On Wed, December 14, 2011 7:00 am, Paul Flo Williams wrote:
Lee Passey wrote:
[snipped discussion of "tag soup"]
That's an extraordinarily verbose way of agreeing with me :-)
Verbosity is only one of my many faults ;-). The point I was trying to make, perhaps inartfully, is that the term "tag soup" covers a multiple of sins. You might have tag soup where you have valid XML which is not valid HTML because it contains elements or attributes in addition to those allowed by the XHTML DTD. This kind of tag soup can still be parsed by an XML parser, and is mostly harmless. I consider this to be class 3 tag soup. You can also have tag soup which is valid HTML but not valid XML. This is because HTML is derived from SGML, and some things like implicitly closing tags and possibly unnested tags are allowed in SGML but not XML. While valid, this kind of file cannot be parsed by an XML parser, including XSL. To me this is class 2 tag soup. Lastly, you can have tag soup which is simply wrong by any standard: examples would include using block elements inside inline elements, failing to escape ampersands or angle brackets, or using invalid character entities. This is class 1 tag soup. Class 3 tag soup can be fixed by an appropriate XSLT script, but class 2 and class 1 tag soup cannot. Abbyy FineReader produces class 2 tag soup, as does the script at archive.org written by kenh, which means that many of my XML tools cannot work until the file is "fixed." I don't know the tolerance Kindlegen has for these different types of tag soup, but from a practical perspective, I would think you should limit yourself to class 3 tag soup as Kindlegen input. So when you say "downgrade it to an HTML 3.2 tag soup," I simply wanted to caution that it's okay to downgrade to class 3 tag soup, but probably not class 2, and certainly not class 1.
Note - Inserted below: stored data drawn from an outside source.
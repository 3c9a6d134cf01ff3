//! 会话运行时：由 AppConfig 组装工具、Topic、图与检查点存储，对外提供按会话的回合 API

use std::sync::Arc;

use crate::agents::{build_agent_config, PromptSet, Topic};
use crate::config::{AppConfig, CheckpointSection};
use crate::core::AgentError;
use crate::graph::{GraphBuilder, GraphEngine, TurnOutcome};
use crate::llm::DecisionOracle;
use crate::memory::{
    Checkpointer, HttpGateway, InMemoryCheckpointer, InMemoryGateway, Message, RetrievalGateway,
    SqliteCheckpointer,
};
use crate::tools::{FnTool, GuidelinesTool, LiveIndexTool, PastResolutionsTool, ToolRegistry};

pub struct HiveRuntime {
    engine: GraphEngine,
}

impl HiveRuntime {
    pub fn new(engine: GraphEngine) -> Self {
        Self { engine }
    }

    /// 使用默认工具注册表（知识库工具 + 配置中的固定回复工具）
    pub fn from_config(cfg: &AppConfig, oracle: Arc<dyn DecisionOracle>) -> Result<Self, AgentError> {
        let registry = default_registry(cfg)?;
        Self::with_registry(cfg, &registry, oracle)
    }

    /// 使用调用方提供的注册表；[[topics]] 中的工具名按此解析
    pub fn with_registry(
        cfg: &AppConfig,
        registry: &ToolRegistry,
        oracle: Arc<dyn DecisionOracle>,
    ) -> Result<Self, AgentError> {
        let topics = cfg
            .topics
            .iter()
            .map(|section| Topic::from_section(section, registry))
            .collect::<Result<Vec<_>, _>>()?;
        let root = build_agent_config(&topics, &PromptSet::load(), cfg.app.default_history)?;
        let graph = GraphBuilder::new()
            .tool_timeout(cfg.tools.tool_timeout_secs)
            .max_tool_rounds(cfg.tools.max_tool_rounds)
            .build(&root)?;

        let engine = GraphEngine::new(Arc::new(graph), oracle, open_checkpointer(&cfg.checkpoint)?)
            .max_steps(cfg.app.max_steps_per_turn)
            .keep_last(cfg.checkpoint.keep_last)
            .merchant_profile(cfg.app.merchant_profile.clone());
        Ok(Self::new(engine))
    }

    pub fn new_session_id() -> String {
        uuid::Uuid::new_v4().to_string()
    }

    pub async fn run_turn(&self, session_id: &str, user_text: &str) -> Result<TurnOutcome, AgentError> {
        self.engine.run_turn(session_id, user_text).await
    }

    pub async fn resume(&self, session_id: &str) -> Result<TurnOutcome, AgentError> {
        self.engine.resume(session_id).await
    }

    pub async fn transcript(&self, session_id: &str) -> Result<Vec<Message>, AgentError> {
        self.engine.transcript(session_id).await
    }

    pub fn describe(&self) -> String {
        self.engine.graph().describe()
    }

    pub fn engine(&self) -> &GraphEngine {
        &self.engine
    }
}

/// 知识库工具（按 [retrieval] 配置选择 HTTP 或内存网关）+ [[tools.canned]]
pub fn default_registry(cfg: &AppConfig) -> Result<ToolRegistry, AgentError> {
    let r = &cfg.retrieval;
    let mut registry = ToolRegistry::new();
    registry.register(PastResolutionsTool::new(
        gateway(r.past_resolutions_url.as_deref(), r.timeout_secs)?,
        r.past_resolutions_k,
    ));
    registry.register(GuidelinesTool::new(
        gateway(r.guidelines_url.as_deref(), r.timeout_secs)?,
        r.guidelines_k,
    ));
    registry.register(LiveIndexTool::new(
        gateway(r.live_index_url.as_deref(), r.timeout_secs)?,
        r.live_index_k,
    ));
    for canned in &cfg.tools.canned {
        registry.register(FnTool::canned(
            canned.name.clone(),
            canned.description.clone(),
            canned.response.clone(),
        ));
    }
    Ok(registry)
}

fn gateway(url: Option<&str>, timeout_secs: u64) -> Result<Arc<dyn RetrievalGateway>, AgentError> {
    match url {
        Some(url) => Ok(Arc::new(HttpGateway::new(url, timeout_secs)?)),
        None => Ok(Arc::new(InMemoryGateway::new())),
    }
}

pub fn open_checkpointer(section: &CheckpointSection) -> Result<Arc<dyn Checkpointer>, AgentError> {
    match section.backend.to_lowercase().as_str() {
        "memory" => Ok(Arc::new(InMemoryCheckpointer::new())),
        "sqlite" => {
            tracing::info!(path = %section.path.display(), "Using sqlite checkpoints");
            Ok(Arc::new(SqliteCheckpointer::open(&section.path)?))
        }
        other => Err(AgentError::ConfigError(format!(
            "unknown checkpoint backend '{}'",
            other
        ))),
    }
}

#[cfg(test)]
mod tests {
    use super::*;
    use crate::config::{CannedToolSection, TopicSection};
    use crate::llm::MockOracle;

    fn config() -> AppConfig {
        let mut cfg = AppConfig::default();
        cfg.tools.canned.push(CannedToolSection {
            name: "get_merchant_details".into(),
            description: "Returns merchant details.".into(),
            response: "merchant is active".into(),
        });
        cfg.topics.push(TopicSection {
            name: "Accounts".into(),
            read_tools: vec!["get_merchant_details".into()],
            update_tools: vec![],
            knowledge_base_tools: vec!["what_human_would_do".into()],
        });
        cfg
    }

    #[test]
    fn test_default_registry_has_knowledge_and_canned_tools() {
        let registry = default_registry(&config()).unwrap();
        for name in [
            "past_successful_example",
            "what_human_would_do",
            "rag_agent_tool",
            "get_merchant_details",
        ] {
            assert!(registry.contains(name), "{name}");
        }
    }

    #[test]
    fn test_unknown_tool_in_topic_is_config_error() {
        let mut cfg = config();
        cfg.topics[0].read_tools.push("drop_database".into());
        let err = HiveRuntime::from_config(&cfg, Arc::new(MockOracle)).err().unwrap();
        assert!(err.is_config());
    }

    #[test]
    fn test_unknown_checkpoint_backend() {
        let section = CheckpointSection {
            backend: "redis".into(),
            ..Default::default()
        };
        assert!(open_checkpointer(&section).err().unwrap().is_config());
    }

    #[tokio::test]
    async fn test_mock_turn_end_to_end() {
        let runtime = HiveRuntime::from_config(&config(), Arc::new(MockOracle)).unwrap();
        let session = HiveRuntime::new_session_id();
        let outcome = runtime.run_turn(&session, "hello").await.unwrap();
        assert_eq!(outcome.reply.as_deref(), Some("Echo from Mock: hello"));

        let transcript = runtime.transcript(&session).await.unwrap();
        assert_eq!(transcript.first().unwrap().content, "hello");
        assert!(runtime.describe().contains("Accounts_memory_agent"));
    }
}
What you are suggesting is essentially to re-write Kindlegen to do things better. This is not a bad idea, but I think it may be a bit more complex than you think (or maybe I'm being unfair in suggesting that you don't grasp the complexity).
No, I'm suggesting doing some pre-processing to the HTML that you give to Kindlegen, converting constructs that it will convert badly into ones that fly straight through from your input to its mobi output.
Here's a concrete example:
I'm less interested in concrete examples than I am in abstract examples. It's easy to write a script that converts <div class="iline">...</div> to <div> ...</div>. It's somewhat more difficult to write a script that converts <div class="iline">...</div> to <div style="margin-left:1em">...</div>, where the style element is derived from the <style> definition, (I can't think of a way to do it with XSLT, which means some other script language must be used) but relatively straight-forward. But what I really want is a script/program that converts <div style="margin-left:[some unpredictable value]"> to <div class="semanitic">[a number of non breaking spaces calculated based on the unpredictable value]...</div>. In other words, a generic transformation rather than a specific transformation. If Kindlegen does /most/ of the transformations correctly, then it makes the most sense to provide a program that performs only those transformations that Kindlegen handles badly, if at all. But if the number of identified transformations that Kindlegen handles badly grows signficantly, and if one has designed a generic transformation engine, then it may make the most sense to simply handle /all/ the required transformations in this new, open-souce transformation engine, and leave Kindlegen only the job of packaging the (X)HTML with additions into the .mobi format. Because we understand the .mobi format, it should be a small step to add the packaging function to the transformation engine and replace Kindlegen entirely. I'm not saying that that's the way it /should/ be done, only that it's an option that should not be dismissed. [snip]
I've decided that a flexible way of marking this up in HTML is this:
<html> <head> <style> .poem { margin-left: 2em } .line, .iline { display: block; text-indent: -2em } .line { } .iline { margin-left: 1em } </style> <body> <div class="poem"> <p class="verse"><span class="line">The first line of my poem</span>
So what will happen if the user agent you're using indents paragraphs 50% of the display? And it's pretty clear to me that a verse is not a paragraph. So why not use <div> for verses instead? The default display mode for <div> is block, and the default display mode for <span> is inline. But in your example you have changed the display mode for <span class="line"> to block. Why not just use <div> in the first place, as its default presentation is exactly what you wanted? My version would have been: <div class="poem"> <div class="verse"> <div class="line">The first line of my poem</div> <div class="iline"> The second line of my poem</div> <div class="line">A longer line comes next, and goes on a bit, but still does not rhyme</div> ... You may note that I have used non-breaking spaces in the "master" version just like in the Kindle version. This is consistent with my view that "master" versions should look acceptable even when the User Agent can't handle CSS.
You'll note that this needs CSS to show up as I intended, but the display in a modern browser works well. However, kindlegen does an awful job at converting this.
So I decide to preprocess the HTML that I feed to kindlegen. I can strip the CSS entirely and use the classes to do some substitutions, so that I feed kindlegen this:
<html> <head> </head> <body> <p height="1em">The first line of my poem</p>
A line is not a paragraph; use <div> instead. You've also lost the association of lines into verses, and verses into poems. Probably not a problem if this markup is /derived/ from a "master" version, but there's really no reason not to preserve the structure moving forward. (It's interesting to note that Kindlegen also preserves styles it cannot convert, and which the Kindle will ignore). I believe Kindle supports the <blockquote> element which provides right/left margin indentation, just like your <div class="poem"> does. Maybe for the Kindle you would want to enclose your entire poem as a <blockquote class="poem">, which may provide some of the display "goodness" you are seeking. [snip]
I don't need to understand the structure of mobi files or throw away kindlegen wholesale.
Absolutely. My fundamental rule is don't do anything that doesn't need to be done (even if it would be fun to do). But I can definitely envision that over time a generic Kindlegen preprocessor might elbow out Kindlegen itself.